Fangen wir also mit dem ersten Weltkrieg an. Im damals selbstständigen Piesteritz wurden die
Reichsstockstoffwerke gegründet: Anorganischer Dünger für die Landwirtschaft und Ausgangsstoff für Sprengstoffe. Im örtlichen Sprachgebrauch ist das das Südwerk, es liegt südlich der Bahnstrecke Roßlau-Falkenberg. Direkt am Rand (aber ein Nachwendebau) liegt die ehemalige "Staatskanzlei", zunächst Firmensitz der Firma
Lauer. In DDR-Zeit hieß das Werk
VEB Stickstoffwerk Piesteritz. Der Name täuscht etwas: Wie bei Chemiewerken üblich, waren das eine ganze Anzahl von verschiedenen Werken an einem Standort und mit einer Firma.
Anfang der 1970er Jahre entstanden nördlich der Bahnanlage weitere Chemieanlagen: Ammoniak, Harnstoff, Salpetersäure, Edelgase. Das war keine kleine Investition: Einige Anlagen wurden aus Japan gekauft, sie sind in Betrieb und gelten wegen der ständigen Anpassung als hochmodern. Im Zuge dieser Investitionen wurden eine Vielzahl an Begleitbauten errichtet, wir kommen zur "Krönungshalle". Das Gebilde ist (man sieht das auf den Fotos und Videos nicht) eine dreischiffige Halle - oder sagen wir besser: drei verbundene Hallen. Eine davon ist -sagen wir so- unterkellert.
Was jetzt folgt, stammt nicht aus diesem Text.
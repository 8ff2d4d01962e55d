//! Structural and integrity checks over `submission/<user>/<run>/` trees.

use std::fs;
use std::path::{Path, PathBuf};

use log::{debug, info};
use regex::Regex;
use serde_json::Value;
use thiserror::Error;

use crate::submission::{CONFIG_DIR, ENERGY_DIR, HARDWARE_FILE, MANIFEST_FILE, PLOT_FILES};

/// Largest plot image accepted
pub const MAX_PLOT_BYTES: u64 = 5 * 1024 * 1024;

lazy_static::lazy_static! {
    static ref USERNAME_PATTERN: Regex = Regex::new(r"^[a-z0-9._-]{1,40}$").expect("username pattern");
    static ref RUN_ID_PATTERN: Regex = Regex::new(r"^[a-zA-Z0-9._:-]{1,80}$").expect("run id pattern");
}

pub fn is_valid_username(value: &str) -> bool {
    USERNAME_PATTERN.is_match(value)
}

pub fn is_valid_run_id(value: &str) -> bool {
    RUN_ID_PATTERN.is_match(value)
}

/// One problem found in a submission
#[derive(Debug, Clone, PartialEq, Error)]
pub enum Violation {
    #[error("{}: manifest.json is missing", .0.display())]
    MissingManifest(PathBuf),
    #[error("{}: manifest.json is not valid JSON ({reason})", .path.display())]
    InvalidJson { path: PathBuf, reason: String },
    #[error("{}: {message}", .path.display())]
    Schema { path: PathBuf, message: String },
    #[error("{}: username '{value}' does not match ^[a-z0-9._-]{{1,40}}$", .path.display())]
    InvalidUsername { path: PathBuf, value: String },
    #[error("{}: run_id '{value}' does not match ^[a-zA-Z0-9._:-]{{1,80}}$", .path.display())]
    InvalidRunId { path: PathBuf, value: String },
    #[error("{}: {field} '{found}' does not match directory name '{expected}'", .path.display())]
    IdentityMismatch {
        path: PathBuf,
        field: &'static str,
        expected: String,
        found: String,
    },
    #[error("{}: required plot is missing", .0.display())]
    MissingPlot(PathBuf),
    #[error("{}: plot is {bytes} bytes, limit is {}", .path.display(), MAX_PLOT_BYTES)]
    PlotTooLarge { path: PathBuf, bytes: u64 },
    #[error("{}: plot is not a decodable image ({reason})", .path.display())]
    UndecodablePlot { path: PathBuf, reason: String },
    #[error("{}: hardware descriptor is not valid JSON ({reason})", .path.display())]
    InvalidHardware { path: PathBuf, reason: String },
}

/// Error returned by the validator
#[derive(Debug, Error)]
pub enum ValidationError {
    #[error("{} failed validation with {} violation(s)", .run.display(), .violations.len())]
    Invalid { run: PathBuf, violations: Vec<Violation> },
    #[error("Failed to read {}: {source}", .path.display())]
    Io {
        path: PathBuf,
        #[source]
        source: std::io::Error,
    },
}

impl ValidationError {
    /// Violations in reporting order; empty for I/O failures
    pub fn violations(&self) -> &[Violation] {
        match self {
            ValidationError::Invalid { violations, .. } => violations,
            ValidationError::Io { .. } => &[],
        }
    }
}

/// Schema problems of a parsed manifest, all of them at once
pub fn schema_violations(manifest: &Value) -> Vec<String> {
    let Some(object) = manifest.as_object() else {
        return vec!["manifest must be a JSON object".to_string()];
    };

    let mut problems = Vec::new();
    for field in ["username", "run_id"] {
        match object.get(field) {
            None => problems.push(format!("'{}' is required", field)),
            Some(value) if !value.is_string() => problems.push(format!("'{}' must be a string", field)),
            Some(_) => {}
        }
    }
    for field in ["created", "zenodo_html"] {
        if let Some(value) = object.get(field) {
            if !value.is_string() {
                problems.push(format!("'{}' must be a string", field));
            }
        }
    }
    match object.get("metrics") {
        None => {}
        Some(Value::Object(metrics)) => {
            for field in ["avg_power_w", "peak_power_w", "energy_wh"] {
                if let Some(value) = metrics.get(field) {
                    if !value.is_number() {
                        problems.push(format!("'metrics.{}' must be a number", field));
                    }
                }
            }
        }
        Some(_) => problems.push("'metrics' must be an object".to_string()),
    }
    problems
}

fn dir_name(path: &Path) -> String {
    path.file_name()
        .map(|n| n.to_string_lossy().into_owned())
        .unwrap_or_default()
}

fn sorted_subdirs(dir: &Path) -> Result<Vec<PathBuf>, ValidationError> {
    let entries = fs::read_dir(dir).map_err(|source| ValidationError::Io {
        path: dir.to_path_buf(),
        source,
    })?;
    let mut dirs: Vec<PathBuf> = entries
        .filter_map(Result::ok)
        .map(|entry| entry.path())
        .filter(|path| path.is_dir())
        .collect();
    dirs.sort();
    Ok(dirs)
}

/// Validates every run below a submission root
pub struct SubmissionValidator {
    root: PathBuf,
}

impl SubmissionValidator {
    pub fn new(root: impl Into<PathBuf>) -> Self {
        Self { root: root.into() }
    }

    /// Run directories in sorted order; an absent root has none
    pub fn runs(&self) -> Result<Vec<PathBuf>, ValidationError> {
        if !self.root.is_dir() {
            return Ok(Vec::new());
        }
        let mut runs = Vec::new();
        for user_dir in sorted_subdirs(&self.root)? {
            runs.extend(sorted_subdirs(&user_dir)?);
        }
        Ok(runs)
    }

    /// Validate runs in order, stopping at the first invalid one
    pub fn validate_all(&self) -> Result<usize, ValidationError> {
        let runs = self.runs()?;
        if runs.is_empty() {
            info!("Nothing to validate under {}", self.root.display());
            return Ok(0);
        }
        for run in &runs {
            self.validate_run(run)?;
        }
        info!("Validated {} submission(s)", runs.len());
        Ok(runs.len())
    }

    /// Checks run in order: parse, schema, whitelists, identity, plots, hardware.
    /// The first stage with violations ends the check.
    pub fn validate_run(&self, run_dir: &Path) -> Result<(), ValidationError> {
        debug!("Validating {}", run_dir.display());
        let fail = |violations: Vec<Violation>| ValidationError::Invalid {
            run: run_dir.to_path_buf(),
            violations,
        };

        let manifest_path = run_dir.join(MANIFEST_FILE);
        let text = match fs::read_to_string(&manifest_path) {
            Ok(text) => text,
            Err(e) if e.kind() == std::io::ErrorKind::NotFound => {
                return Err(fail(vec![Violation::MissingManifest(manifest_path)]))
            }
            Err(source) => {
                return Err(ValidationError::Io {
                    path: manifest_path,
                    source,
                })
            }
        };
        let manifest: Value = serde_json::from_str(&text).map_err(|e| {
            fail(vec![Violation::InvalidJson {
                path: manifest_path.clone(),
                reason: e.to_string(),
            }])
        })?;

        let schema: Vec<Violation> = schema_violations(&manifest)
            .into_iter()
            .map(|message| Violation::Schema {
                path: manifest_path.clone(),
                message,
            })
            .collect();
        if !schema.is_empty() {
            return Err(fail(schema));
        }

        let username = manifest["username"].as_str().unwrap_or_default();
        let run_id = manifest["run_id"].as_str().unwrap_or_default();

        let mut whitelist = Vec::new();
        if !is_valid_username(username) {
            whitelist.push(Violation::InvalidUsername {
                path: manifest_path.clone(),
                value: username.to_string(),
            });
        }
        if !is_valid_run_id(run_id) {
            whitelist.push(Violation::InvalidRunId {
                path: manifest_path.clone(),
                value: run_id.to_string(),
            });
        }
        if !whitelist.is_empty() {
            return Err(fail(whitelist));
        }

        let identity = self.identity_violations(run_dir, &manifest_path, username, run_id);
        if !identity.is_empty() {
            return Err(fail(identity));
        }

        let plots = plot_violations(&run_dir.join(ENERGY_DIR));
        if !plots.is_empty() {
            return Err(fail(plots));
        }

        let hardware = hardware_violations(&run_dir.join(CONFIG_DIR));
        if !hardware.is_empty() {
            return Err(fail(hardware));
        }

        Ok(())
    }

    fn identity_violations(&self, run_dir: &Path, manifest_path: &Path, username: &str, run_id: &str) -> Vec<Violation> {
        let expected_run = dir_name(run_dir);
        let expected_user = run_dir.parent().map(dir_name).unwrap_or_default();

        let mut violations = Vec::new();
        if run_id != expected_run {
            violations.push(Violation::IdentityMismatch {
                path: manifest_path.to_path_buf(),
                field: "run_id",
                expected: expected_run,
                found: run_id.to_string(),
            });
        }
        if username != expected_user {
            violations.push(Violation::IdentityMismatch {
                path: manifest_path.to_path_buf(),
                field: "username",
                expected: expected_user,
                found: username.to_string(),
            });
        }
        violations
    }
}

fn plot_violations(energy_dir: &Path) -> Vec<Violation> {
    PLOT_FILES
        .iter()
        .filter_map(|plot| check_plot(&energy_dir.join(plot)).err())
        .collect()
}

fn check_plot(path: &Path) -> Result<(), Violation> {
    let size = match fs::metadata(path) {
        Ok(meta) if meta.is_file() => meta.len(),
        _ => return Err(Violation::MissingPlot(path.to_path_buf())),
    };
    if size > MAX_PLOT_BYTES {
        return Err(Violation::PlotTooLarge {
            path: path.to_path_buf(),
            bytes: size,
        });
    }
    let bytes = fs::read(path).map_err(|e| Violation::UndecodablePlot {
        path: path.to_path_buf(),
        reason: e.to_string(),
    })?;
    image::load_from_memory(&bytes).map_err(|e| Violation::UndecodablePlot {
        path: path.to_path_buf(),
        reason: e.to_string(),
    })?;
    Ok(())
}

fn hardware_violations(config_dir: &Path) -> Vec<Violation> {
    let Ok(entries) = fs::read_dir(config_dir) else {
        return Vec::new();
    };
    let mut descriptors: Vec<PathBuf> = entries
        .filter_map(Result::ok)
        .map(|entry| entry.path().join(HARDWARE_FILE))
        .filter(|path| path.is_file())
        .collect();
    descriptors.sort();

    descriptors
        .into_iter()
        .filter_map(|path| {
            let parsed = fs::read_to_string(&path)
                .map_err(|e| e.to_string())
                .and_then(|text| serde_json::from_str::<Value>(&text).map_err(|e| e.to_string()));
            parsed.err().map(|reason| Violation::InvalidHardware { path, reason })
        })
        .collect()
}
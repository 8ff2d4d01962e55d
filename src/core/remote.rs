use std::collections::BTreeSet;
use std::fmt::{self, Display};
use std::path::{Path, PathBuf};
use std::process::Stdio;

use async_trait::async_trait;
use log::debug;
use serde::{Deserialize, Serialize};
use serde_json::Value;
use thiserror::Error;
use tokio::process::Command;
use uuid::Uuid;

/// Error type for control-plane operations
#[derive(Debug, Error)]
pub enum RemoteError {
    /// The control plane answered but refused the operation
    #[error("Remote call rejected: {0}")]
    Rejected(String),
    /// No answer within the configured deadline
    #[error("Remote call '{operation}' timed out after {secs}s")]
    Timeout { operation: String, secs: u64 },
    /// The control plane could not be reached
    #[error("Transport error: {0}")]
    Transport(String),
    /// The answer could not be interpreted
    #[error("Malformed response: {0}")]
    Malformed(String),
}

/// An exclusive reservation of testbed nodes
#[derive(Debug, Clone, PartialEq, Serialize, Deserialize)]
pub struct Allocation {
    /// Allocation identifier assigned by the control plane
    pub id: String,
    /// Reserved nodes
    pub nodes: BTreeSet<String>,
    /// Result folder, relative to the testbed results root
    pub result_folder: PathBuf,
}

/// RO-Crate annotations the control plane can add to a result folder
#[derive(Debug, Clone, Copy, PartialEq, Eq, Serialize, Deserialize)]
#[serde(rename_all = "snake_case")]
pub enum MetadataAction {
    AddTitle,
    AddDescription,
    AddKeywords,
    AddLicense,
}

impl MetadataAction {
    pub fn as_str(&self) -> &'static str {
        match self {
            MetadataAction::AddTitle => "add_title",
            MetadataAction::AddDescription => "add_description",
            MetadataAction::AddKeywords => "add_keywords",
            MetadataAction::AddLicense => "add_license",
        }
    }
}

impl Display for MetadataAction {
    fn fmt(&self, f: &mut fmt::Formatter<'_>) -> fmt::Result {
        f.write_str(self.as_str())
    }
}

/// Script execution request
#[derive(Debug, Clone, PartialEq)]
pub struct LaunchRequest {
    /// Target node
    pub node: String,
    /// Local script uploaded to the node
    pub script: PathBuf,
    /// Wait for the script to finish
    pub blocking: bool,
    /// Name under which the command output is stored
    pub name: String,
    /// Repeat once per loop variable combination
    pub loop_mode: bool,
}

/// Deposit request for the archival service
#[derive(Debug, Clone, PartialEq)]
pub struct UploadRequest {
    /// Absolute result folder on the testbed controller
    pub result_folder: PathBuf,
    pub allocation_id: String,
    pub access_token: String,
    /// Publish immediately instead of leaving a draft
    pub publish: bool,
    pub license: String,
    pub access_right: String,
}

/// Operations consumed from the testbed control plane.
///
/// Every method is a single remote call that either succeeds or fails as a
/// whole. Deadlines are applied by the caller.
#[cfg_attr(test, mockall::automock)]
#[async_trait]
pub trait RemotePlane: Send + Sync {
    /// Release any allocation currently holding the node
    async fn free(&self, node: &str) -> Result<(), RemoteError>;

    /// Reserve the given nodes
    async fn allocate(&self, nodes: &[String]) -> Result<Allocation, RemoteError>;

    /// Describe a node, including its processor topology
    async fn show(&self, node: &str) -> Result<Value, RemoteError>;

    /// Upload a variables document to the node's allocation
    async fn set_variables(
        &self,
        node: &str,
        payload: &Value,
        as_global: bool,
        as_loop: bool,
    ) -> Result<(), RemoteError>;

    /// Select the OS image booted on the next reset
    async fn image(&self, node: &str, image: &str) -> Result<(), RemoteError>;

    /// Add (or delete) kernel boot parameters
    async fn bootparameters(&self, node: &str, params: &[String], delete: bool) -> Result<(), RemoteError>;

    /// Reboot the node
    async fn reset(&self, node: &str, blocking: bool) -> Result<(), RemoteError>;

    /// Upload and execute a script on the node
    async fn launch(&self, request: &LaunchRequest) -> Result<Value, RemoteError>;

    /// Render energy plots into the result folder
    async fn visualize(&self, result_dir: &Path, plots: &[String], format: &str) -> Result<(), RemoteError>;

    /// Annotate the result folder's RO-Crate metadata
    async fn modify_metadata(
        &self,
        result_folder: &Path,
        action: MetadataAction,
        data: &Value,
    ) -> Result<(), RemoteError>;

    /// Deposit the result folder, returning the deposition URL
    async fn upload(&self, request: &UploadRequest) -> Result<String, RemoteError>;
}

#[derive(Debug, Deserialize)]
struct AllocateResponse {
    id: Value,
    result_folder: String,
}

/// Control plane reached through the testbed's `pos` command-line client.
///
/// Each operation spawns one `pos` subprocess. Commands that return data are
/// invoked with `--json` and their stdout is parsed.
#[derive(Debug, Clone)]
pub struct PosCommandLine {
    /// Client executable
    binary: String,
}

impl PosCommandLine {
    pub fn new(binary: impl Into<String>) -> Self {
        Self { binary: binary.into() }
    }

    async fn invoke(&self, args: &[String], envs: &[(&str, &str)]) -> Result<String, RemoteError> {
        debug!("{} {}", self.binary, args.join(" "));
        let mut command = Command::new(&self.binary);
        command
            .args(args)
            .stdin(Stdio::null())
            .stdout(Stdio::piped())
            .stderr(Stdio::piped())
            .kill_on_drop(true);
        for (key, value) in envs {
            command.env(key, value);
        }

        let output = command.output().await.map_err(|e| {
            RemoteError::Transport(format!("failed to spawn {}: {}", self.binary, e))
        })?;

        if !output.status.success() {
            let stderr = String::from_utf8_lossy(&output.stderr);
            return Err(RemoteError::Rejected(format!(
                "{} {} exited with {}: {}",
                self.binary,
                args.first().map(String::as_str).unwrap_or_default(),
                output.status,
                stderr.trim()
            )));
        }

        Ok(String::from_utf8_lossy(&output.stdout).into_owned())
    }

    async fn invoke_json(&self, args: &[String]) -> Result<Value, RemoteError> {
        let stdout = self.invoke(args, &[]).await?;
        serde_json::from_str(stdout.trim())
            .map_err(|e| RemoteError::Malformed(format!("expected JSON from {}: {}", args.join(" "), e)))
    }

    fn args(parts: &[&str]) -> Vec<String> {
        parts.iter().map(|p| p.to_string()).collect()
    }
}

#[async_trait]
impl RemotePlane for PosCommandLine {
    async fn free(&self, node: &str) -> Result<(), RemoteError> {
        self.invoke(&Self::args(&["allocations", "free", node]), &[]).await?;
        Ok(())
    }

    async fn allocate(&self, nodes: &[String]) -> Result<Allocation, RemoteError> {
        let mut args = Self::args(&["allocations", "allocate", "--json"]);
        args.extend(nodes.iter().cloned());
        let value = self.invoke_json(&args).await?;
        let response: AllocateResponse = serde_json::from_value(value)
            .map_err(|e| RemoteError::Malformed(format!("allocation response: {}", e)))?;

        let id = match response.id {
            Value::String(s) => s,
            other => other.to_string(),
        };
        Ok(Allocation {
            id,
            nodes: nodes.iter().cloned().collect(),
            result_folder: PathBuf::from(response.result_folder),
        })
    }

    async fn show(&self, node: &str) -> Result<Value, RemoteError> {
        self.invoke_json(&Self::args(&["nodes", "show", "--json", node])).await
    }

    async fn set_variables(
        &self,
        node: &str,
        payload: &Value,
        as_global: bool,
        as_loop: bool,
    ) -> Result<(), RemoteError> {
        // The client only accepts variables from a file
        let path = std::env::temp_dir().join(format!("pos-vars-{}.json", Uuid::new_v4()));
        let body = serde_json::to_vec(payload).map_err(|e| RemoteError::Malformed(e.to_string()))?;
        tokio::fs::write(&path, body)
            .await
            .map_err(|e| RemoteError::Transport(format!("failed to stage variables: {}", e)))?;

        let mut args = Self::args(&["allocations", "set_variables", node]);
        args.push(path.display().to_string());
        if as_global {
            args.push("--as-global".to_string());
        }
        if as_loop {
            args.push("--as-loop".to_string());
        }
        let result = self.invoke(&args, &[]).await;
        let _ = tokio::fs::remove_file(&path).await;
        result.map(|_| ())
    }

    async fn image(&self, node: &str, image: &str) -> Result<(), RemoteError> {
        self.invoke(&Self::args(&["nodes", "image", node, image]), &[]).await?;
        Ok(())
    }

    async fn bootparameters(&self, node: &str, params: &[String], delete: bool) -> Result<(), RemoteError> {
        let mut args = Self::args(&["nodes", "bootparameter", node]);
        args.extend(params.iter().cloned());
        if delete {
            args.push("--delete".to_string());
        }
        self.invoke(&args, &[]).await?;
        Ok(())
    }

    async fn reset(&self, node: &str, blocking: bool) -> Result<(), RemoteError> {
        let mut args = Self::args(&["nodes", "reset", node]);
        if !blocking {
            args.push("--non-blocking".to_string());
        }
        self.invoke(&args, &[]).await?;
        Ok(())
    }

    async fn launch(&self, request: &LaunchRequest) -> Result<Value, RemoteError> {
        let mut args = Self::args(&["commands", "launch", "--infile"]);
        args.push(request.script.display().to_string());
        args.push("--name".to_string());
        args.push(request.name.clone());
        if request.blocking {
            args.push("--blocking".to_string());
        }
        if request.loop_mode {
            args.push("--loop".to_string());
        }
        args.push(request.node.clone());

        let stdout = self.invoke(&args, &[]).await?;
        Ok(serde_json::from_str(stdout.trim()).unwrap_or(Value::String(stdout)))
    }

    async fn visualize(&self, result_dir: &Path, plots: &[String], format: &str) -> Result<(), RemoteError> {
        let mut args = Self::args(&["energy", "visualize"]);
        args.push(result_dir.display().to_string());
        args.push("--plots".to_string());
        args.push(plots.join(","));
        args.push("--format".to_string());
        args.push(format.to_string());
        self.invoke(&args, &[]).await?;
        Ok(())
    }

    async fn modify_metadata(
        &self,
        result_folder: &Path,
        action: MetadataAction,
        data: &Value,
    ) -> Result<(), RemoteError> {
        let mut args = Self::args(&["results", "modify-metadata"]);
        args.push(result_folder.display().to_string());
        args.push(action.as_str().to_string());
        args.push(data.to_string());
        self.invoke(&args, &[]).await?;
        Ok(())
    }

    async fn upload(&self, request: &UploadRequest) -> Result<String, RemoteError> {
        let mut args = Self::args(&["results", "upload"]);
        args.push(request.result_folder.display().to_string());
        args.push("--allocation-id".to_string());
        args.push(request.allocation_id.clone());
        args.push("--license".to_string());
        args.push(request.license.clone());
        args.push("--access-right".to_string());
        args.push(request.access_right.clone());
        if request.publish {
            args.push("--publish".to_string());
        }

        // Token goes through the environment, never argv
        let stdout = self
            .invoke(&args, &[("ZENODO_ACCESS_TOKEN", request.access_token.as_str())])
            .await?;
        stdout
            .lines()
            .map(str::trim)
            .filter(|line| !line.is_empty())
            .last()
            .map(str::to_string)
            .ok_or_else(|| RemoteError::Malformed("upload returned no deposition link".to_string()))
    }
}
Das alles ist auch nicht so ganz klein, leider etwas abgewohnt. (Im letzten Verkaufsprospekt sind unten mehrere Risse, da sieht man das ganz gut; vielleicht kann das jemand nochmals verlinken.) Das gesamte Gebilde war die
Hauptwerkstatt der Stickstoffwerke.
Zur eigentlichen Frage mein Anteil:
Mit der Wende kam die komplette Industrie der DDR in die Hand der
Treuhandanstalt, das komplette Unternehmen firmierte um in Stickstoffwerke AG. Gleichzeitig wurden erste, völlig unrentable Anlagen und auch die größten Dreckschleudern abgerissen. Die Aufgabe der Treuhandanstalt bestand in der Privatisierung der Unternehmen. Das gestaltete sich bei den großen Chemieunternehmen Mitteldeutschlands als undurchführbar, daher (ähnlich Buna und Leuna) wurde der attraktive Anteil verkauft - hier an
SKW Trostberg. Dieser Anteil firmierte nach Besitzerwechsel um in
SKW Piesteritz GmbH. Mehrere weitere privatisierbare Anteile wurden an andere Unternehmen verkauft: Auf dem Gelände der VEB Stickstoffwerke arbeiten heute sicher 15 verschiedene Chemieunternehmen.
Die Treuhandanstalt wurde relativ schnell abgewickelt, die Restarbeiten erfolgten über die
TLG. Da wurden die Reste dann (so mein Eindruck) mehr oder weniger verramscht. Die Hauptwerkstatt kam nach meiner Erinnerung der damaligen Gerüchtelage an ein Berliner Unternehmen, welches das aber nicht verwerten konnte oder wollte. Dann verliert sich die Spur. - Erst mit der lustigen "Krönung" rieb sich halb Wittenberg verwundert die Augen: Heh, das ist doch die Hauptwerkstatt der Stickstoffwerke? Wie kommt der denn da ran?